Sensing the Mood
This two-stage transformer-based sentiment analysis pipeline captures the intricacies of multiple data types to accurately predict emotions.
Recent algorithmic advancements have brought sentiment analysis to the forefront. Sentiment analysis typically involves using natural language processing, text analysis, and computational linguistics to identify and extract subjective information from text. This technique helps determine the sentiment expressed in a piece of writing, for example, categorizing it as positive, negative, or neutral.
This has become an important tool for businesses as it provides insights into customer opinions, enhancing decision-making processes and allowing for improved customer service and product development. Sentiment analysis applications can monitor social media to gauge public opinion about brands or events, and analyze customer reviews to understand product strengths and weaknesses. This analytical tool is also valuable in political analysis, where it helps in understanding public opinion on policies and candidates.
As with other areas of machine learning, the focus of many researchers is being turned to the development of multimodal models. By analyzing data of multiple types, algorithms generally learn to make better predictions. But in the case of sentiment analysis, there is much work yet to be done. Present approaches commonly focus either on blending the data types together, or on exploring the interactions between data types.
The problem is that these approaches both lead to information loss, which means the resulting models will be lacking in accuracy. A team led by researchers at Anhui University set out to change this present paradigm by developing a new AI framework for sentiment analysis. Their solution is composed of a two-stage pipeline that captures information on multiple levels that would otherwise likely be lost. When compared with some of today’s best models, the new pipeline performed better, demonstrating that this multi-stage algorithm may be a good option moving forward.

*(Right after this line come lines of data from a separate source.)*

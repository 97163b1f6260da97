//! Self-improvement model: run analyses, proposed graph changes and the
//! evolution log.

use std::collections::BTreeMap;

use chrono::{DateTime, Utc};
use serde::{Deserialize, Serialize};
use uuid::Uuid;

use super::graph::{Edge, Relationship};
use super::memory::MemoryStats;
use super::run::RunOutcome;
use super::state::{FailureSignal, ImprovementSignal};

/// How risky a change is to apply without review.
#[derive(Debug, Clone, Copy, PartialEq, Eq, Hash, PartialOrd, Ord, Serialize, Deserialize)]
#[serde(rename_all = "snake_case")]
pub enum RiskLevel {
    Low,
    Medium,
    High,
}

impl RiskLevel {
    /// Confidence of at least 0.8 is low risk, at least 0.6 medium.
    pub fn from_confidence(confidence: f64) -> Self {
        if confidence >= 0.8 {
            Self::Low
        } else if confidence >= 0.6 {
            Self::Medium
        } else {
            Self::High
        }
    }

    pub const fn as_str(&self) -> &'static str {
        match self {
            Self::Low => "low",
            Self::Medium => "medium",
            Self::High => "high",
        }
    }
}

/// One atomic graph edit.
#[derive(Debug, Clone, PartialEq, Serialize, Deserialize)]
#[serde(tag = "type", rename_all = "snake_case")]
pub enum ChangeKind {
    UpdateEdgePriority {
        edge_id: String,
        old: i32,
        new: i32,
    },
    UpdateEdgeWeight {
        edge_id: String,
        old: f64,
        new: f64,
    },
    UpdateMaxRetries {
        edge_id: String,
        old: Option<u32>,
        new: u32,
    },
    AddRelationship {
        relationship: Relationship,
    },
    UpdateRelationship {
        relationship_id: String,
        old_weight: f64,
        new_weight: f64,
    },
    /// A structural addition; `edge` is present when a concrete edge could
    /// be derived, otherwise only the suggestion text is.
    AddEdge {
        target: String,
        #[serde(default, skip_serializing_if = "Option::is_none")]
        edge: Option<Edge>,
        suggestion: String,
    },
}

impl ChangeKind {
    pub const fn as_str(&self) -> &'static str {
        match self {
            Self::UpdateEdgePriority { .. } => "update_edge_priority",
            Self::UpdateEdgeWeight { .. } => "update_edge_weight",
            Self::UpdateMaxRetries { .. } => "update_max_retries",
            Self::AddRelationship { .. } => "add_relationship",
            Self::UpdateRelationship { .. } => "update_relationship",
            Self::AddEdge { .. } => "add_edge",
        }
    }

    /// Id of the graph element the change touches.
    pub fn target(&self) -> &str {
        match self {
            Self::UpdateEdgePriority { edge_id, .. }
            | Self::UpdateEdgeWeight { edge_id, .. }
            | Self::UpdateMaxRetries { edge_id, .. } => edge_id,
            Self::AddRelationship { relationship } => &relationship.id,
            Self::UpdateRelationship { relationship_id, .. } => relationship_id,
            Self::AddEdge { target, .. } => target,
        }
    }

    pub const fn is_structural(&self) -> bool {
        matches!(self, Self::AddEdge { .. })
    }
}

/// A proposed change with its review flags.
#[derive(Debug, Clone, PartialEq, Serialize, Deserialize)]
pub struct Change {
    pub change_id: Uuid,
    #[serde(flatten)]
    pub kind: ChangeKind,
    pub description: String,
    pub reason: String,
    pub confidence: f64,
    pub risk: RiskLevel,
    #[serde(default)]
    pub auto_apply: bool,
    #[serde(default = "default_requires_approval")]
    pub requires_approval: bool,
    #[serde(default)]
    pub applied: bool,
    #[serde(default, skip_serializing_if = "Option::is_none")]
    pub applied_at: Option<DateTime<Utc>>,
}

fn default_requires_approval() -> bool {
    true
}

impl Change {
    /// Risk derives from confidence; structural changes are never below
    /// medium and always need approval.
    pub fn new(kind: ChangeKind, description: impl Into<String>, reason: impl Into<String>, confidence: f64) -> Self {
        let mut risk = RiskLevel::from_confidence(confidence);
        if kind.is_structural() {
            risk = risk.max(RiskLevel::Medium);
        }
        let requires_approval = kind.is_structural();
        Self {
            change_id: Uuid::new_v4(),
            kind,
            description: description.into(),
            reason: reason.into(),
            confidence,
            risk,
            auto_apply: false,
            requires_approval,
            applied: false,
            applied_at: None,
        }
    }

    /// Whether auto-apply may pick this change up.
    pub const fn is_auto_applicable(&self) -> bool {
        self.auto_apply && !self.requires_approval && !self.applied
    }

    pub fn mark_applied(&mut self) {
        self.applied = true;
        self.applied_at = Some(Utc::now());
    }
}

/// Lifecycle of a proposal.
#[derive(Debug, Clone, Copy, PartialEq, Eq, Hash, Default, Serialize, Deserialize)]
#[serde(rename_all = "snake_case")]
pub enum ProposalStatus {
    #[default]
    Pending,
    Approved,
    Rejected,
    Applied,
}

impl ProposalStatus {
    pub const fn as_str(&self) -> &'static str {
        match self {
            Self::Pending => "pending",
            Self::Approved => "approved",
            Self::Rejected => "rejected",
            Self::Applied => "applied",
        }
    }
}

/// Related changes grouped for review.
#[derive(Debug, Clone, PartialEq, Serialize, Deserialize)]
pub struct Proposal {
    pub proposal_id: Uuid,
    pub created_at: DateTime<Utc>,
    #[serde(default)]
    pub based_on_runs: Vec<Uuid>,
    pub changes: Vec<Change>,
    pub summary: String,
    pub confidence: f64,
    #[serde(default)]
    pub status: ProposalStatus,
}

impl Proposal {
    pub fn new(changes: Vec<Change>, summary: impl Into<String>, confidence: f64, based_on_runs: Vec<Uuid>) -> Self {
        Self {
            proposal_id: Uuid::new_v4(),
            created_at: Utc::now(),
            based_on_runs,
            changes,
            summary: summary.into(),
            confidence,
            status: ProposalStatus::Pending,
        }
    }

    pub fn pending_changes(&self) -> impl Iterator<Item = &Change> {
        self.changes.iter().filter(|c| !c.applied)
    }

    pub fn is_fully_applied(&self) -> bool {
        self.changes.iter().all(|c| c.applied)
    }
}

/// What one finished run says about the graph.
#[derive(Debug, Clone, PartialEq, Serialize, Deserialize)]
pub struct RunAnalysis {
    pub run_id: Uuid,
    pub outcome: RunOutcome,
    pub success: bool,
    pub total_steps: u32,
    pub duration_secs: f64,
    /// Distinct consecutive nodes, in execution order.
    pub path_taken: Vec<String>,
    pub retries_by_edge: BTreeMap<String, u32>,
    pub visits_by_node: BTreeMap<String, u32>,
    /// Edges traversed successfully at least once during the run.
    pub successful_edges: Vec<String>,
    #[serde(default)]
    pub failures: Vec<FailureSignal>,
    #[serde(default)]
    pub improvements: Vec<ImprovementSignal>,
    #[serde(default)]
    pub bottleneck_nodes: Vec<String>,
    #[serde(default)]
    pub underused_edges: Vec<String>,
    #[serde(default)]
    pub overused_edges: Vec<String>,
}

/// One evolution cycle, as logged.
#[derive(Debug, Clone, PartialEq, Eq, Serialize, Deserialize)]
pub struct EvolutionCycle {
    pub timestamp: DateTime<Utc>,
    pub proposals: usize,
    pub applied: usize,
    pub proposal_ids: Vec<Uuid>,
}

/// Success history of one edge.
#[derive(Debug, Clone, PartialEq, Serialize, Deserialize)]
pub struct EdgeSummary {
    pub success: u64,
    pub failure: u64,
    pub success_rate: f64,
}

/// Aggregate view over the evolution history of a brain.
#[derive(Debug, Clone, PartialEq, Serialize, Deserialize)]
pub struct EvolutionStats {
    pub evolution_events: usize,
    pub total_proposals: usize,
    pub total_applied: usize,
    pub pending_proposals: usize,
    pub analyses_collected: usize,
    pub edge_stats: BTreeMap<String, EdgeSummary>,
    pub memory: MemoryStats,
    pub relationships: usize,
}

/// Urgency of an improvement suggestion.
#[derive(Debug, Clone, Copy, PartialEq, Eq, Hash, Serialize, Deserialize)]
#[serde(rename_all = "snake_case")]
pub enum SuggestionPriority {
    High,
    Medium,
    Low,
    Info,
}

/// A human-facing improvement hint.
#[derive(Debug, Clone, PartialEq, Eq, Serialize, Deserialize)]
pub struct Suggestion {
    pub priority: SuggestionPriority,
    pub suggestion: String,
    pub action: String,
    #[serde(default, skip_serializing_if = "Option::is_none")]
    pub target: Option<String>,
}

The pipeline involves several steps to process and analyze multimedia content to predict emotions. First, the pipeline extracts features from the text, audio, and video data. These features are then enhanced with additional contextual information, creating context-aware representations for each modality. In the initial fusion stage, these context-aware representations are combined: text features interact with audio and video features, allowing each type of data to adjust and complement the others. This interaction results in an integrated representation that merges text with adapted audio and video features.
In the next stage, the output from the first fusion, which is text-centered, combines again with the non-text features that have been adjusted during the initial fusion. This second fusion stage further refines the data, enhancing the combined features before they are used for emotion prediction.
The core framework uses stacked transformers, which include bidirectional cross-modal transformers and a transformer encoder. The bidirectional interaction layer, responsible for the first fusion stage, allows for cross-modal interaction where text, audio, and video features influence each other. The refine layer performs the second-stage fusion, fine-tuning the interactions among the features.
When tested against benchmark models on a set of three open datasets, the new pipeline consistently performed as well or better than the existing models. But the multi-stage approach does come with additional computational overhead. In the future, the team intends to explore the possibility of using more advanced transformers to enhance the efficiency of the algorithm.